A selected number of the COMSTAT functions were used for the analysis of the biofilm: the biovolume of each image stack (μm3 μm−2), the mean thickness of the biofilm (μm) and the biofilm surface area-to-volume ratio (μm2 μm−3). The biofilm surface area (um2) (i.e., the area of the biofilm exposed to the bulk-liquid) was calculated using the results of COMSTAT analysis, by multiplying the biofilm biovolume (μm2 μm−3) by the xy attachment area (101,761 μm2), and the surface area-to-biovolume ratio (μm2 μm−3) for each Z-stack of images. The corresponding values obtained correlated well with the degree of biofilm development, as seen in the extent of substratum coverage and average biofilm thickness. The values were primarily utilized for qualitative purposes to identify potential relationships between the planktonic cell yield from biofilms and the different shear forces that they are subjected to.
3.6. Statistical Analysis
The extent of biofilm-derived planktonic cell yield for each of the four growth medium flow velocities was evaluated in 2 independent experimental rounds. Each round consisted of biofilm development in duplicate microfluidic channels. The planktonic cell yield data was analyzed using two-factor Analysis of variance (ANOVA, with replication) at a significance level of 0.05, followed by pair-wise comparisons with Tukey’s Post Hoc test.
3.7. Comsol Simulations
Shear stress simulations were conducted using Comsol MultiPhysics (version 3.5) on a PC system featuring an Intel Core i5-2400 (3.10 GHz) processor running Windows 7 with 64-bit precision. Course, physics-controlled mesh was verified to produce rapid results without sacrificing accuracy. A segment of the channel was created with dimensions 300 μm × 130 μm with channel length between the inlet and measurement point being chosen as 1 mm. Flow was directed along the axis connecting the inlet and outlet with the inlet velocity calculated based on the flow rate and the channel dimensions. The wall shear stress was measured along the long edge of the channel cross-section (300 μm) for each flow rate and a smoothing algorithm was used to remove small digitization effects related from the course mesh.
4. Conclusions
The role of biofilms as a microbial survival strategy is often recognized, such as the continued survival of EPS-encased microbes despite multiple antimicrobial challenges. This study demonstrates that in addition to the prevention of cell washout at high liquid shear rates, biofilms also fulfill a proliferation function with continuous cell release into the bulk-liquid, and that shear rates have relatively little impact on such biofilm-to-planktonic cell yield. Instead, biofilms utilize shear to maintain optimum thickness and metabolic activity, which differs from the traditional view that biofilms primarily consist of slow-growing cells.

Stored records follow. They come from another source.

//! Inference client
//!
//! Issues one prompt to one endpoint, measures latency, and normalizes every
//! outcome into an [`InferenceResult`]. This is the only place where
//! backend errors exist as errors; above it they are data.

use crate::ports::inference_gateway::{GatewayError, InferenceGateway};
use council_domain::core::string::{single_line, truncate};
use council_domain::{Endpoint, FailureKind, InferenceOutcome, InferenceResult};
use std::sync::Arc;
use std::time::Duration;
use tokio::time::Instant;
use tracing::{debug, info, warn};

/// Failure-tolerant wrapper around an [`InferenceGateway`]
///
/// Cheap to clone; clones share the gateway (and its connection pool).
pub struct InferenceClient<G: InferenceGateway + ?Sized> {
    gateway: Arc<G>,
    timeout: Duration,
}

impl<G: InferenceGateway + ?Sized> Clone for InferenceClient<G> {
    fn clone(&self) -> Self {
        Self {
            gateway: Arc::clone(&self.gateway),
            timeout: self.timeout,
        }
    }
}

impl<G: InferenceGateway + ?Sized> InferenceClient<G> {
    pub fn new(gateway: Arc<G>, timeout: Duration) -> Self {
        Self { gateway, timeout }
    }

    pub fn timeout(&self) -> Duration {
        self.timeout
    }

    /// Send `prompt` to `endpoint`, never failing.
    ///
    /// - reply with text: success, measured latency, text trimmed
    /// - empty/whitespace reply: `Empty` failure, measured latency
    /// - per-call bound elapsed: `Timeout` failure, latency 0
    /// - any other gateway error: `Offline` failure, latency 0
    pub async fn invoke(&self, endpoint: &Endpoint, prompt: &str, label: &str) -> InferenceResult {
        debug!(
            label,
            model = %endpoint.model,
            url = %endpoint.url,
            prompt_bytes = prompt.len(),
            "Sending inference request"
        );

        let start = Instant::now();
        let reply = tokio::time::timeout(self.timeout, self.gateway.generate(endpoint, prompt)).await;
        let elapsed = start.elapsed();
        let model = endpoint.model.clone();

        let result = match reply {
            Ok(Ok(text)) if text.trim().is_empty() => {
                InferenceResult::failure(label, model, FailureKind::Empty, "empty response", elapsed)
            }
            Ok(Ok(text)) => InferenceResult::success(label, model, text.trim(), elapsed),
            Ok(Err(GatewayError::Timeout(limit))) => InferenceResult::failure(
                label,
                model,
                FailureKind::Timeout,
                format!("request timed out after {}s", limit.as_secs()),
                Duration::ZERO,
            ),
            Err(_) => InferenceResult::failure(
                label,
                model,
                FailureKind::Timeout,
                format!("request timed out after {}s", self.timeout.as_secs()),
                Duration::ZERO,
            ),
            Ok(Err(e)) => InferenceResult::failure(
                label,
                model,
                FailureKind::Offline,
                e.to_string(),
                Duration::ZERO,
            ),
        };

        Self::trace_outcome(endpoint, &result, elapsed);
        result
    }

    fn trace_outcome(endpoint: &Endpoint, result: &InferenceResult, elapsed: Duration) {
        let elapsed_secs = elapsed.as_secs_f64();
        match &result.outcome {
            InferenceOutcome::Success { text } => {
                info!(
                    label = %result.label,
                    model = %endpoint.model,
                    url = %endpoint.url,
                    latency_secs = elapsed_secs,
                    bytes = text.len(),
                    outcome = "success",
                    "{} completed in {:.2}s",
                    result.label,
                    elapsed_secs
                );
                debug!(label = %result.label, preview = %truncate(&single_line(text), 120), "Reply");
            }
            InferenceOutcome::Failure {
                kind: FailureKind::Empty,
                ..
            } => warn!(
                label = %result.label,
                model = %endpoint.model,
                url = %endpoint.url,
                latency_secs = elapsed_secs,
                outcome = "empty",
                "{} returned an empty response",
                result.label
            ),
            InferenceOutcome::Failure { kind, detail } => warn!(
                label = %result.label,
                model = %endpoint.model,
                url = %endpoint.url,
                latency_secs = elapsed_secs,
                outcome = ?kind,
                error = %detail,
                "{} FAILED",
                result.label
            ),
        }
    }
}

#[cfg(test)]
mod tests {
    use super::*;
    use crate::test_support::{Behavior, FakeGateway};
    use council_domain::Model;

    const URL: &str = "http://node:11434";

    fn endpoint() -> Endpoint {
        Endpoint::new(URL, "gemma2:2b")
    }

    fn client(gateway: FakeGateway) -> InferenceClient<FakeGateway> {
        InferenceClient::new(Arc::new(gateway), Duration::from_secs(180))
    }

    #[tokio::test(start_paused = true)]
    async fn test_success_is_trimmed_and_timed() {
        let gateway = FakeGateway::new().with(URL, Behavior::Delay(Duration::from_secs(2)));
        let result = client(gateway).invoke(&endpoint(), "What is 6x7?", "Council_1").await;

        assert!(result.is_success());
        assert_eq!(result.response_text(), "http://node:11434 says 42");
        assert_eq!(result.label, "Council_1");
        assert_eq!(result.model, Model::new("gemma2:2b"));
        assert_eq!(result.latency_secs(), 2.0);
    }

    #[tokio::test]
    async fn test_refused_connection_is_offline_with_zero_latency() {
        let gateway = FakeGateway::new().with(URL, Behavior::Refuse);
        let result = client(gateway).invoke(&endpoint(), "hi", "Council_1").await;

        assert!(result.is_failed());
        assert_eq!(result.failure_kind(), Some(FailureKind::Offline));
        assert_eq!(result.latency, Duration::ZERO);
        assert!(result.response_text().starts_with("Offline: "));
        assert!(result.response_text().contains("connection refused"));
    }

    #[tokio::test]
    async fn test_whitespace_reply_is_empty_failure() {
        let gateway = FakeGateway::new().with(URL, Behavior::Empty);
        let result = client(gateway).invoke(&endpoint(), "hi", "Council_1").await;

        assert_eq!(result.failure_kind(), Some(FailureKind::Empty));
        assert_eq!(result.response_text(), InferenceResult::EMPTY_MARKER);
    }

    #[tokio::test(start_paused = true)]
    async fn test_hanging_backend_times_out() {
        let gateway = FakeGateway::new().with(URL, Behavior::Hang);
        let client = InferenceClient::new(Arc::new(gateway), Duration::from_secs(30));

        let started = Instant::now();
        let result = client.invoke(&endpoint(), "hi", "Council_2").await;

        assert_eq!(result.failure_kind(), Some(FailureKind::Timeout));
        assert_eq!(result.latency, Duration::ZERO);
        assert_eq!(result.response_text(), "Offline: request timed out after 30s");
        assert!(started.elapsed() >= Duration::from_secs(30));
    }

    #[tokio::test]
    async fn test_gateway_timeout_error_maps_to_timeout() {
        struct SlowAdapter;

        #[async_trait::async_trait]
        impl InferenceGateway for SlowAdapter {
            async fn generate(&self, _: &Endpoint, _: &str) -> Result<String, GatewayError> {
                Err(GatewayError::Timeout(Duration::from_secs(180)))
            }
        }

        let client = InferenceClient::new(Arc::new(SlowAdapter), Duration::from_secs(180));
        let result = client.invoke(&endpoint(), "hi", "CHAIRMAN").await;
        assert_eq!(result.failure_kind(), Some(FailureKind::Timeout));
        assert_eq!(result.error_detail(), Some("request timed out after 180s"));
    }
}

As a complement to the conventional conceptual biofilm models, we propose the existence of a biofilm surface-associated zone of planktonic cell proliferation. The results suggest the existence of a zone at the biofilm-liquid interface with high metabolic activity where cells are neither irreversibly attached nor imbedded in the EPS matrix, and where shear rates are too low to cause erosion. Such a surface-associated zone with non-attached cells greatly extends biofilm function and probably consists mostly of cells that do not have a typical biofilm phenotype. This phenomenon emphasizes the need to develop improved techniques to better define the EPS boundaries within which cells are immobilized. It appears possible that the EPS in this region is highly responsive to the prevailing environmental conditions, with microbes having the ability to modify EPS rigidity in order to restrict cell movement and thereby maintaining biofilm biomass under conditions that do not support active metabolism and cell replication, or under conditions conducive to microbial activity to allow cells to move away in order to maintain optimum gradients of nutrients and metabolites.
The production and release of significant numbers of planktonic cells by biofilms has long been disregarded. However, results indicate that the traditional perception of biofilms as promoting microbial survival should be expanded to include the potential to contribute to microbial proliferation.